Die vielen Fragen, die ich vor der Reise hatte, wurden zum größten Teil beantwortet. Eine Übersicht:

Was wird ECOVER dort genau unternehmen?
ECOVER wird in Nordäthiopien, Hintalo-Wajerat, zusammen mit WaterAid Äthiopien und dem lokalen Partner Ethiopian Orthodox Church für trinkbares Wasser, angemessene Sanitäranlagen und die Vermittlung von Hygienekenntnissen sorgen. Genauer gesagt werden in 11 Dörfern für 15.000 Personen Wasserstellen angelegt, Handpumpen installiert, Systeme zur Nutzung von Regenwasser entwickelt, Toiletten für 1.350 Familien sowie Abfallgruben für 1.600 Familien gebaut, Promotionskampagnen für 10.000 Menschen, Vermittlung von Hygienekenntnissen für 2.000 Haushalte sowie besondere Schulungen der Dorfvorsteher organisiert, … Mit anderen Worten wird dafür gesorgt, dass diese Menschen unter menschenwürdigeren Bedingungen leben können, und nicht ständig ums Überleben kämpfen müssen.

Bin ich krank geworden?
Nein, zum Glück nicht.
Aber unser Kameramann weiß aus Erfahrung, dass dies meist erst nach einer Woche ausbricht. Also morgen.

War die Konfrontation hart?
Ja. Auch wenn ich bereits die schlimmen Zustände in anderen Teilen der Welt kennen gelernt habe und mich mental darauf vorbereitet hatte. Dennoch haben mich bestimmte Situationen emotional schwer belastet, und ich konnte trotz analytischer Bemühungen nur selten Antworten oder gar Lösungen finden. Eine Relativierung über Klischee-Aussagen wie „die Welt ist ungerecht“ oder „die Menschen kennen es nicht anders“, haben mir da auch nicht wirklich geholfen.
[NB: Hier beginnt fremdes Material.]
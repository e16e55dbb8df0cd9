//! # Evidence Collector
//!
//! Batch tool that turns local regulatory filings into section-aware text
//! chunks and turns external observations (job postings, patents, detected
//! technologies, leadership pages) into scored AI-readiness signals per
//! company, stored in SQLite and reported as Markdown and CSV.
//!
//! ## Architecture
//!
//! - **[`config`]**: JSON configuration, API keys and the target-company table
//! - **[`parser`]**: text extraction, section detection and semantic chunking
//! - **[`signals`]**: the four category scorers and the composite
//! - **[`sources`]**: data provider fetchers behind the `ObservationSource` trait
//! - **[`db`]**: SQLite persistence for documents, chunks, signals and summaries
//! - **[`collect`]**: per-company batch orchestration
//! - **[`report`]**: Markdown and CSV rendering of company summaries

pub mod collect;
pub mod config;
pub mod db;
pub mod parser;
pub mod report;
pub mod signals;
pub mod sources;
War mein Reisepass noch gültig?
Auch wenn dieser vor der Reise noch extra erneuert wurde, ich alle notwendigen Stempel und Einträge hatte, ohne Probleme nach Äthiopien eingereist und auf dem Rückweg schnell in London ankam: der allerletzte Zollbeamte in Heathrow machte mir klar, dass mein Reisepass NICHT gültig war!!! Es gab einen Fehler darin. Die Charme-Offensive meiner drei weiblichen Kollegen machte diesen aufmerksamen Mann allerdings nachsichtig und ich durfte passieren…

Bin ich mit heiler Haut wieder zu Hause angekommen?
Sicher. Keine George-Clooney-Szenen. Ganz im Gegenteil. Äthiopien hat auf mich einen sehr sicheren Eindruck gemacht. Auch in der Hauptstadt, auch abends. Keine kleine oder große Kriminalität. Äthiopier sind sehr aufmerksame, zuvorkommende, höfliche Menschen. Selbst das Betteln um „money“ oder „pen“ war nicht aufdringlich. Die einzige Verletzung, die ich davongetragen habe, stammt von einem albernen Kampf mit einer Kaktusfrucht.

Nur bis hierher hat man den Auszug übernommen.